The Big Three
The MSCI COLCAP slipped 0.39% to 2,169.52 on Monday — giving back roughly a quarter of Thursday’s +1.54% bounce — as the open at the session high (2,187.27) confirmed selling pressure from the first tick. The session low at 2,156.79 retested the March correction zone. The close at 2,169.52 sits between the 2026 low (2,141/2,145) and the lower Bollinger Band (2,211). RSI signal at 37.32 remains deeply oversold — recovering marginally from the 31.56 exhaustion but far from the 50 neutral line. The MACD histogram deepened to −26.11 from −23.32. The relief bounce from Thursday has not produced follow-through — but it has not been fully reversed either. The COLCAP is consolidating in the 2,141–2,187 range, waiting for the next polling signal.

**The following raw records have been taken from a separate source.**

//! Router construction and server lifecycle.

use std::{future::Future, sync::Arc};

use axum::{
    Router,
    routing::{get, post, put},
};
use tokio::net::TcpListener;
use tower_http::{cors::CorsLayer, trace::TraceLayer};

use crate::{
    config::ServerConfig,
    error::ServerError,
    usecase::SweepStaleParticipantsUseCase,
};

use super::{
    handler::{
        delete_message, edit_message, health_check, heartbeat, list_messages, list_participants,
        post_message, register_participant,
    },
    signal::shutdown_signal,
    state::AppState,
    sweeper::LivenessSweeper,
};

/// Build the HTTP router over `state`.
pub fn build_router(state: Arc<AppState>) -> Router {
    Router::new()
        .route("/health", get(health_check))
        .route(
            "/participants",
            get(list_participants).post(register_participant),
        )
        .route("/messages", get(list_messages).post(post_message))
        .route("/messages/{id}", put(edit_message).delete(delete_message))
        .route("/status", post(heartbeat))
        .layer(TraceLayer::new_for_http())
        .layer(CorsLayer::permissive())
        .with_state(state)
}

/// Bind to the configured address and serve until Ctrl-C / SIGTERM.
pub async fn run(config: ServerConfig) -> Result<(), ServerError> {
    let addr = config.bind_addr();
    let listener = TcpListener::bind(&addr)
        .await
        .map_err(|source| ServerError::Bind { addr, source })?;
    serve(listener, &config, shutdown_signal()).await
}

/// Serve on an already bound listener until `shutdown` resolves.
///
/// Stores are created here and torn down with the sweeper once the HTTP
/// server has drained.
pub async fn serve<F>(
    listener: TcpListener,
    config: &ServerConfig,
    shutdown: F,
) -> Result<(), ServerError>
where
    F: Future<Output = ()> + Send + 'static,
{
    let state = Arc::new(AppState::in_memory());

    let sweep = SweepStaleParticipantsUseCase::new(
        state.participants.clone(),
        state.messages.clone(),
        config.stale_after(),
    );
    let sweeper = LivenessSweeper::spawn(sweep, config.sweep_interval());

    match listener.local_addr() {
        Ok(addr) => tracing::info!("Chat server listening on http://{}", addr),
        Err(e) => tracing::warn!("Chat server listening (address unknown: {})", e),
    }

    let result = axum::serve(listener, build_router(state))
        .with_graceful_shutdown(shutdown)
        .await;

    sweeper.shutdown().await;
    tracing::info!("Chat server stopped");

    result.map_err(ServerError::Serve)
}
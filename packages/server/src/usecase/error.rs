//! UseCase 層のエラー定義

use thiserror::Error;

use crate::domain::{MessageLogError, RegistryError, RepositoryError};

/// 参加者登録のエラー
#[derive(Debug, Error, Clone, PartialEq, Eq)]
pub enum RegisterError {
    #[error("Participant '{0}' is already registered")]
    AlreadyRegistered(String),

    #[error("Store error: {0}")]
    Store(RepositoryError),
}

impl From<RepositoryError> for RegisterError {
    fn from(error: RepositoryError) -> Self {
        match error {
            RepositoryError::Registry(RegistryError::AlreadyRegistered(name)) => {
                Self::AlreadyRegistered(name)
            }
            other => Self::Store(other),
        }
    }
}

/// ハートビートのエラー
#[derive(Debug, Error, Clone, PartialEq, Eq)]
pub enum HeartbeatError {
    #[error("Participant '{0}' is not registered")]
    NotRegistered(String),

    #[error("Store error: {0}")]
    Store(RepositoryError),
}

impl From<RepositoryError> for HeartbeatError {
    fn from(error: RepositoryError) -> Self {
        match error {
            RepositoryError::Registry(RegistryError::NotRegistered(name)) => {
                Self::NotRegistered(name)
            }
            other => Self::Store(other),
        }
    }
}

/// 一覧取得のエラー
#[derive(Debug, Error, Clone, PartialEq, Eq)]
pub enum ListError {
    #[error("Store error: {0}")]
    Store(#[from] RepositoryError),
}

/// メッセージ投稿のエラー
#[derive(Debug, Error, Clone, PartialEq, Eq)]
pub enum PostMessageError {
    #[error("Sender '{0}' is not registered")]
    SenderNotRegistered(String),

    #[error("Store error: {0}")]
    Store(#[from] RepositoryError),
}

/// メッセージ編集・削除のエラー
#[derive(Debug, Error, Clone, PartialEq, Eq)]
pub enum MessageMutationError {
    #[error("Message '{0}' not found")]
    NotFound(String),

    #[error("Participant '{requester}' is not the author of message '{id}'")]
    NotAuthor { id: String, requester: String },

    #[error("Editor '{0}' is not registered")]
    EditorNotRegistered(String),

    /// 要求者が名乗っていない（対象のメッセージは存在する）
    #[error("No requester given for message '{0}'")]
    RequesterMissing(String),

    #[error("Store error: {0}")]
    Store(RepositoryError),
}

impl From<RepositoryError> for MessageMutationError {
    fn from(error: RepositoryError) -> Self {
        match error {
            RepositoryError::MessageLog(MessageLogError::NotFound(id)) => Self::NotFound(id),
            RepositoryError::MessageLog(MessageLogError::NotAuthor { id, requester }) => {
                Self::NotAuthor { id, requester }
            }
            other => Self::Store(other),
        }
    }
}

/// 退室処理（スイープ）のエラー
#[derive(Debug, Error, Clone, PartialEq, Eq)]
pub enum SweepError {
    /// stale な参加者の一覧すら取得できなかった
    #[error("Failed to load stale participants: {0}")]
    Scan(RepositoryError),

    /// 退室メッセージの追加に失敗（参加者は残り、次回再試行される）
    #[error("Failed to append left message: {0}")]
    AppendLeftMessage(RepositoryError),

    /// 退室メッセージは追加済みだが削除に失敗
    #[error("Failed to remove participant: {0}")]
    Remove(RepositoryError),
}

The CNC poll released May 3 shows Petro’s approval dropping to 49.3% — the first reversal in three months (down from 50.9% in March) — while Cepeda leads the first-round race. The Petro approval slide arrives 27 days before the election and reverses the recovery that had taken his favorability above 50% for the first time since 2024. For the COLCAP, the Petro number matters less than the Cepeda positioning: a declining Petro approval could either drag Cepeda down (guilt by association) or liberate him (allowing him to differentiate from the incumbent). The Greens’ formal endorsement of Cepeda (April 24) — with the explicit condition of “defence of the 1991 Constitution” and reforms through Congress, not a constituent assembly — is the most important moderation signal from the Cepeda camp. If the Greens’ condition holds, a Cepeda presidency would govern within the existing institutional framework.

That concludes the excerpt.